Within a plethora of organizations, finding and using the right data is a tedious and arduous process. Where, among the many databases in the organization, does the right table live? Is the data in the table up-to-date? Are people in the organization accessing the table? Which columns in the table should be used? Generally, analysts get the answers to these questions by relying on tribal knowledge; analysts need to tap on the shoulders of experts to get help, which can be irritating, lengthy, and sometimes, inconclusive.
To tackle this issue, Alation, a Silicon Valley based startup, launched a collaborative data catalog in 2012. A data catalog is an online repository that centralizes and curates all the data from multiple data storage sources, including databases, Hadoop structures, business intelligence/data visualization tools, documentation, conversations etc. It empowers analysts to self-serve and search as well as collaborate across diverse data sources in their organization. It facilitates the process of searching for data and understanding its context. Regarding Alation’s data catalog, the data curation is based on company usage, which means that the more Alation is used within the enterprise, the smarter it gets (through machine learning).

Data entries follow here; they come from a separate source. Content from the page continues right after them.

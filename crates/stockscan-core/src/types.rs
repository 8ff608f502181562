//! # Domain Types
//!
//! Core domain types used throughout StockScan.
//!
//! ## Type Hierarchy
//! ```text
//! ┌─────────────────────────────────────────────────────────────────────────┐
//! │                         Domain Types                                    │
//! │                                                                         │
//! │  ┌─────────────────┐   ┌─────────────────┐   ┌─────────────────┐       │
//! │  │   ScanEvent     │   │   StockEntry    │   │  CatalogEntry   │       │
//! │  │  ─────────────  │   │  ─────────────  │   │  ─────────────  │       │
//! │  │  id (sequence)  │   │  sku (unique)   │   │  sku (unique)   │       │
//! │  │  sku            │   │  qty  (≥ 0)     │   │  product        │       │
//! │  │  kind           │   │  percent 0..100 │   │  brand          │       │
//! │  │  aux "pct|Δ"    │   │  mirrored meta  │   │  category       │       │
//! │  │  snapshot meta  │   │                 │   │  image, url     │       │
//! │  └─────────────────┘   └─────────────────┘   └─────────────────┘       │
//! │        Ledger              Projection             Catalog              │
//! │   (source of truth)    (derived, rebuildable)  (enriched async)        │
//! └─────────────────────────────────────────────────────────────────────────┘
//! ```
//!
//! ## Snapshot Pattern
//! Ledger rows freeze product metadata at scan time, so the audit trail
//! stays readable even after the catalog entry is refreshed or removed.

use std::fmt;
use std::str::FromStr;

use chrono::{DateTime, Utc};
use serde::{Deserialize, Serialize};
use ts_rs::TS;

use crate::error::ValidationError;
use crate::stock::{Percent, StockLevel};

// =============================================================================
// Event Kind
// =============================================================================

/// The kind of a ledger row.
#[derive(Debug, Clone, Copy, PartialEq, Eq, Hash, Serialize, Deserialize, TS)]
#[cfg_attr(feature = "sqlx", derive(sqlx::Type))]
#[cfg_attr(feature = "sqlx", sqlx(rename_all = "lowercase"))]
#[ts(export)]
#[serde(rename_all = "snake_case")]
pub enum EventKind {
    /// One whole unit received.
    Input,
    /// One unit (or the open fraction) consumed.
    Output,
    /// A unit opened / re-measured at some percentage.
    Set,
    /// Catalog removal marker. Never counted by rebuild.
    Remove,
}

impl EventKind {
    /// Lowercase storage name.
    pub const fn as_str(&self) -> &'static str {
        match self {
            EventKind::Input => "input",
            EventKind::Output => "output",
            EventKind::Set => "set",
            EventKind::Remove => "remove",
        }
    }
}

impl fmt::Display for EventKind {
    fn fmt(&self, f: &mut fmt::Formatter<'_>) -> fmt::Result {
        f.write_str(self.as_str())
    }
}

impl FromStr for EventKind {
    type Err = ValidationError;

    fn from_str(s: &str) -> Result<Self, Self::Err> {
        match s.trim().to_lowercase().as_str() {
            "input" => Ok(EventKind::Input),
            "output" => Ok(EventKind::Output),
            "set" => Ok(EventKind::Set),
            "remove" => Ok(EventKind::Remove),
            other => Err(ValidationError::InvalidFormat {
                field: "kind".to_string(),
                reason: format!("unknown event kind '{}'", other),
            }),
        }
    }
}

// =============================================================================
// Product Info
// =============================================================================

/// Product metadata as returned by a lookup or carried as a snapshot.
///
/// Every field is optional. Empty strings are treated the same as `None`
/// when deciding whether a catalog field still needs filling.
#[derive(Debug, Clone, Default, PartialEq, Eq, Serialize, Deserialize, TS)]
#[ts(export)]
pub struct ProductInfo {
    #[serde(default)]
    pub product: Option<String>,
    #[serde(default)]
    pub brand: Option<String>,
    #[serde(default)]
    pub category: Option<String>,
    #[serde(default)]
    pub image: Option<String>,
    #[serde(default)]
    pub url: Option<String>,
}

impl ProductInfo {
    /// Info with only a product name.
    pub fn named(product: impl Into<String>) -> Self {
        ProductInfo {
            product: Some(product.into()),
            ..Default::default()
        }
    }

    /// True when no field carries a non-empty value.
    pub fn is_empty(&self) -> bool {
        [
            &self.product,
            &self.brand,
            &self.category,
            &self.image,
            &self.url,
        ]
        .iter()
        .all(|field| is_blank(field))
    }

    /// Fills every blank field of `self` from `other`; non-blank fields win.
    pub fn fill_from(&mut self, other: &ProductInfo) {
        fill(&mut self.product, &other.product);
        fill(&mut self.brand, &other.brand);
        fill(&mut self.category, &other.category);
        fill(&mut self.image, &other.image);
        fill(&mut self.url, &other.url);
    }
}

/// `None` or an all-whitespace string.
pub fn is_blank(field: &Option<String>) -> bool {
    field.as_deref().map_or(true, |v| v.trim().is_empty())
}

fn fill(target: &mut Option<String>, source: &Option<String>) {
    if is_blank(target) && !is_blank(source) {
        *target = source.clone();
    }
}

// =============================================================================
// Scan Event (Ledger Row)
// =============================================================================

/// One row of the append-only scan ledger.
#[derive(Debug, Clone, PartialEq, Serialize, Deserialize, TS)]
#[cfg_attr(feature = "sqlx", derive(sqlx::FromRow))]
#[ts(export)]
pub struct ScanEvent {
    /// Monotonic sequence number (highest = most recent).
    pub id: i64,
    pub sku: String,
    pub kind: EventKind,
    /// Kind-specific payload. `set` rows carry `"<pct>|<delta>"`.
    pub aux: Option<String>,
    pub product: Option<String>,
    pub brand: Option<String>,
    pub category: Option<String>,
    pub image: Option<String>,
    pub url: Option<String>,
    #[ts(as = "String")]
    pub created_at: DateTime<Utc>,
}

impl ScanEvent {
    /// The product snapshot frozen into this row.
    pub fn snapshot(&self) -> ProductInfo {
        ProductInfo {
            product: self.product.clone(),
            brand: self.brand.clone(),
            category: self.category.clone(),
            image: self.image.clone(),
            url: self.url.clone(),
        }
    }
}

/// A ledger row that has not been written yet.
#[derive(Debug, Clone, PartialEq, Eq)]
pub struct NewScanEvent {
    pub sku: String,
    pub kind: EventKind,
    pub aux: Option<String>,
    pub snapshot: ProductInfo,
}

impl NewScanEvent {
    pub fn new(sku: impl Into<String>, kind: EventKind) -> Self {
        NewScanEvent {
            sku: sku.into(),
            kind,
            aux: None,
            snapshot: ProductInfo::default(),
        }
    }

    pub fn with_aux(mut self, aux: impl Into<String>) -> Self {
        self.aux = Some(aux.into());
        self
    }

    pub fn with_snapshot(mut self, snapshot: ProductInfo) -> Self {
        self.snapshot = snapshot;
        self
    }
}

// =============================================================================
// Stock Entry (Projection Row)
// =============================================================================

/// Current stock for one SKU.
///
/// ## Invariants
/// - `qty >= 0`
/// - `0 <= percent <= 100`
/// - `percent == 100` means no open fraction; `0 < percent < 100` means
///   exactly one partially used unit is outstanding on top of `qty`.
#[derive(Debug, Clone, PartialEq, Serialize, Deserialize, TS)]
#[cfg_attr(feature = "sqlx", derive(sqlx::FromRow))]
#[ts(export)]
pub struct StockEntry {
    pub sku: String,
    pub qty: i64,
    pub percent: u8,
    pub product: Option<String>,
    pub brand: Option<String>,
    pub category: Option<String>,
    pub image: Option<String>,
    pub url: Option<String>,
    #[ts(as = "String")]
    pub updated_at: DateTime<Utc>,
}

impl StockEntry {
    /// The `(qty, percent)` state machine value of this row.
    pub fn level(&self) -> StockLevel {
        StockLevel::new(self.qty, Percent::clamped(i64::from(self.percent)))
    }

    /// True when a partially used unit is outstanding.
    pub fn has_open_fraction(&self) -> bool {
        self.level().has_open_fraction()
    }

    /// Human readable quantity: `"3"` or `"2 + 40%"`.
    pub fn display_quantity(&self) -> String {
        self.level().to_string()
    }

    /// Mirrored product metadata.
    pub fn info(&self) -> ProductInfo {
        ProductInfo {
            product: self.product.clone(),
            brand: self.brand.clone(),
            category: self.category.clone(),
            image: self.image.clone(),
            url: self.url.clone(),
        }
    }
}

/// Sort order for projection listings.
#[derive(Debug, Clone, Copy, PartialEq, Eq, Default, Serialize, Deserialize, TS)]
#[ts(export)]
#[serde(rename_all = "snake_case")]
pub enum StockOrder {
    /// Highest quantity first (default listing).
    #[default]
    QuantityDesc,
    /// Lowest quantity first (what is running out).
    QuantityAsc,
    /// Alphabetical by SKU.
    Sku,
}

// =============================================================================
// Catalog Entry
// =============================================================================

/// Canonical product metadata for one SKU.
///
/// Fields start out empty and are filled by enrichment. They are only
/// upgraded from blank, never downgraded, unless written explicitly.
#[derive(Debug, Clone, PartialEq, Serialize, Deserialize, TS)]
#[cfg_attr(feature = "sqlx", derive(sqlx::FromRow))]
#[ts(export)]
pub struct CatalogEntry {
    pub sku: String,
    pub product: Option<String>,
    pub brand: Option<String>,
    pub category: Option<String>,
    pub image: Option<String>,
    pub url: Option<String>,
    #[ts(as = "String")]
    pub updated_at: DateTime<Utc>,
}

impl CatalogEntry {
    pub fn info(&self) -> ProductInfo {
        ProductInfo {
            product: self.product.clone(),
            brand: self.brand.clone(),
            category: self.category.clone(),
            image: self.image.clone(),
            url: self.url.clone(),
        }
    }

    /// True when the entry still lacks a product name.
    pub fn needs_enrichment(&self) -> bool {
        is_blank(&self.product)
    }
}

// =============================================================================
// Unit Tests
// =============================================================================

#[cfg(test)]
mod tests {
    use super::*;

    #[test]
    fn test_event_kind_round_trips_through_str() {
        for kind in [
            EventKind::Input,
            EventKind::Output,
            EventKind::Set,
            EventKind::Remove,
        ] {
            assert_eq!(kind.as_str().parse::<EventKind>().unwrap(), kind);
        }
        assert!("restock".parse::<EventKind>().is_err());
    }

    #[test]
    fn test_product_info_fill_only_blanks() {
        let mut info = ProductInfo {
            product: Some("Leche Entera".to_string()),
            brand: Some("  ".to_string()),
            ..Default::default()
        };
        let lookup = ProductInfo {
            product: Some("Whole Milk".to_string()),
            brand: Some("Lala".to_string()),
            category: Some("Dairy".to_string()),
            ..Default::default()
        };

        info.fill_from(&lookup);

        assert_eq!(info.product.as_deref(), Some("Leche Entera"));
        assert_eq!(info.brand.as_deref(), Some("Lala"));
        assert_eq!(info.category.as_deref(), Some("Dairy"));
        assert!(info.image.is_none());
    }

    #[test]
    fn test_product_info_is_empty() {
        assert!(ProductInfo::default().is_empty());
        assert!(ProductInfo {
            url: Some(String::new()),
            ..Default::default()
        }
        .is_empty());
        assert!(!ProductInfo::named("Coffee").is_empty());
    }

    #[test]
    fn test_stock_entry_display_quantity() {
        let mut entry = StockEntry {
            sku: "123".to_string(),
            qty: 2,
            percent: 100,
            product: None,
            brand: None,
            category: None,
            image: None,
            url: None,
            updated_at: Utc::now(),
        };
        assert_eq!(entry.display_quantity(), "2");
        assert!(!entry.has_open_fraction());

        entry.percent = 40;
        assert_eq!(entry.display_quantity(), "2 + 40%");
        assert!(entry.has_open_fraction());
    }

    #[test]
    fn test_product_info_deserializes_partial_json() {
        let info: ProductInfo =
            serde_json::from_str(r#"{"product":"Cafe","brand":null}"#).unwrap();
        assert_eq!(info.product.as_deref(), Some("Cafe"));
        assert!(info.brand.is_none());
        assert!(info.url.is_none());
    }
}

Data catalogs are relatively new in the big data space, and try to answer the needs of three types of data users:
- Data consumers (i.e data analysts): analyze and interpret data to synthesize large quantities of information
- Data curators (i.e data stewards, data governors): document and define data for quality control
- Data creators (i.e IT, DevOps, or a DBA administrator): ensure data accessibility and optimal utilization
Data catalogs have to be differentiated from data inventories. They curate data based on usage within the company. Data catalogs enable IT managers and data governors to understand how to effectively manage and govern the data while helping the business access the data they need.